*Exercise details*. Reproduce, without any change, the span of lines from the opening of the records below to the line containing "for server in", inclusive.
** Opening Listed records block **
use std::env::var;
use maxadmin::{Config, Connection, Result};
use tracing::info;

pub async fn main() -> Result<()> {
    let mut conn = Connection::connect_env().await?;

    let servers = conn.list_servers().await?;
    for server in &servers {
        info!(name = %server.name, address = %server.address, "listed");
    }

    let json = conn.show_servers().await?;
    info!("show serversjson: {}", String::from_utf8_lossy(&json));

    if let Ok(address) = var("MAXSCALE_LOOKUP_ADDRESS") {
        match servers.find_address(&address) {
            Some(name) => info!("{address} is {name}"),
            None => info!("{address} not found"),
        }
    }

    conn.close().await?;

    // a wrong password is reported, never retried
    let config = Config::from_env().password("definitely wrong");
    if let Err(err) = Connection::connect_with(config).await {
        info!("expected failure: {err}");
    }

    Ok(())
}
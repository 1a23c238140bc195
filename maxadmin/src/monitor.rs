//! Server status snapshot from the monitoring endpoint.
//!
//! The endpoint answers a `GET` with a json array of servers. Every
//! successful fetch replaces the whole [`Snapshot`], readers holding an
//! older [`Arc<Snapshot>`] keep a consistent view.
use std::sync::{Arc, PoisonError, RwLock};
#[cfg(feature = "monitor")]
use std::time::Duration;

use serde::Deserialize;

use crate::{Result, common::debug};

#[cfg(feature = "monitor")]
const DEFAULT_TIMEOUT: Duration = Duration::from_secs(10);

/// A server as reported by the monitoring endpoint.
///
/// Fields accept both the lower case and the capitalized key. Missing keys
/// decode to their default value.
#[derive(Clone, Debug, Default, PartialEq, Eq, Deserialize)]
#[serde(default)]
pub struct ServerStatus {
    /// Server name.
    #[serde(alias = "Server")]
    pub server: String,
    #[serde(alias = "Address")]
    pub address: String,
    #[serde(alias = "Port")]
    pub port: u16,
    /// Current client connections.
    #[serde(alias = "Connections")]
    pub connections: u64,
    #[serde(alias = "Status")]
    pub status: String,
}

/// Servers of one monitor response, in response order.
#[derive(Clone, Debug, Default, PartialEq, Eq)]
pub struct Snapshot {
    servers: Vec<ServerStatus>,
}

impl Snapshot {
    /// Decode a json array of servers.
    pub fn decode(body: &[u8]) -> Result<Snapshot> {
        let servers = serde_json::from_slice(body)?;
        Ok(Snapshot { servers })
    }

    pub fn into_vec(self) -> Vec<ServerStatus> {
        self.servers
    }
}

impl std::ops::Deref for Snapshot {
    type Target = [ServerStatus];

    fn deref(&self) -> &Self::Target {
        &self.servers
    }
}

/// Holds the latest [`Snapshot`].
///
/// Starts empty. A failed fetch or decode leaves the current snapshot as
/// is.
pub struct Monitor {
    #[cfg(feature = "monitor")]
    client: reqwest::Client,
    snapshot: RwLock<Arc<Snapshot>>,
}

impl Monitor {
    /// Create monitor with 10 seconds request timeout.
    pub fn new() -> Result<Monitor> {
        #[cfg(feature = "monitor")]
        {
            Self::with_timeout(DEFAULT_TIMEOUT)
        }

        #[cfg(not(feature = "monitor"))]
        {
            Ok(Self { snapshot: RwLock::default() })
        }
    }

    /// Create monitor with given request timeout.
    #[cfg(feature = "monitor")]
    pub fn with_timeout(timeout: Duration) -> Result<Monitor> {
        let client = reqwest::Client::builder().timeout(timeout).build()?;
        Ok(Self { client, snapshot: RwLock::default() })
    }

    /// Create monitor with given http client.
    #[cfg(feature = "monitor")]
    pub fn with_client(client: reqwest::Client) -> Monitor {
        Self { client, snapshot: RwLock::default() }
    }

    /// The latest snapshot.
    pub fn snapshot(&self) -> Arc<Snapshot> {
        let snapshot = self.snapshot.read().unwrap_or_else(PoisonError::into_inner);
        Arc::clone(&snapshot)
    }

    /// Decode `body` and replace the snapshot.
    pub fn load(&self, body: &[u8]) -> Result<Arc<Snapshot>> {
        let snapshot = match Snapshot::decode(body) {
            Ok(ok) => Arc::new(ok),
            Err(err) => {
                debug!("snapshot kept, {err}");
                return Err(err);
            }
        };
        self.replace(Arc::clone(&snapshot));
        Ok(snapshot)
    }

    /// `GET` the monitoring endpoint and replace the snapshot.
    #[cfg(feature = "monitor")]
    pub async fn fetch(&self, url: &str) -> Result<Arc<Snapshot>> {
        debug!("fetching {url}");
        let response = self.client.get(url).send().await?.error_for_status()?;
        let body = response.bytes().await?;
        self.load(&body)
    }

    /// First server at `address` and `port` in the latest snapshot.
    pub fn find(&self, address: &str, port: u16) -> Option<crate::lookup::ServerInfo> {
        self.snapshot().find(address, port)
    }

    fn replace(&self, snapshot: Arc<Snapshot>) {
        debug!("snapshot replaced, {} servers", snapshot.len());
        let mut current = self.snapshot.write().unwrap_or_else(PoisonError::into_inner);
        *current = snapshot;
    }
}

impl std::fmt::Debug for Monitor {
    fn fmt(&self, f: &mut std::fmt::Formatter<'_>) -> std::fmt::Result {
        f.debug_struct("Monitor")
            .field("servers", &self.snapshot().len())
            .finish()
    }
}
** Closing Listed records block **
*Answer to the problem*.
use std::env::var;
use maxadmin::{Config, Connection, Result};
use tracing::info;

pub async fn main() -> Result<()> {
    let mut conn = Connection::connect_env().await?;

    let servers = conn.list_servers().await?;
    for server in &servers {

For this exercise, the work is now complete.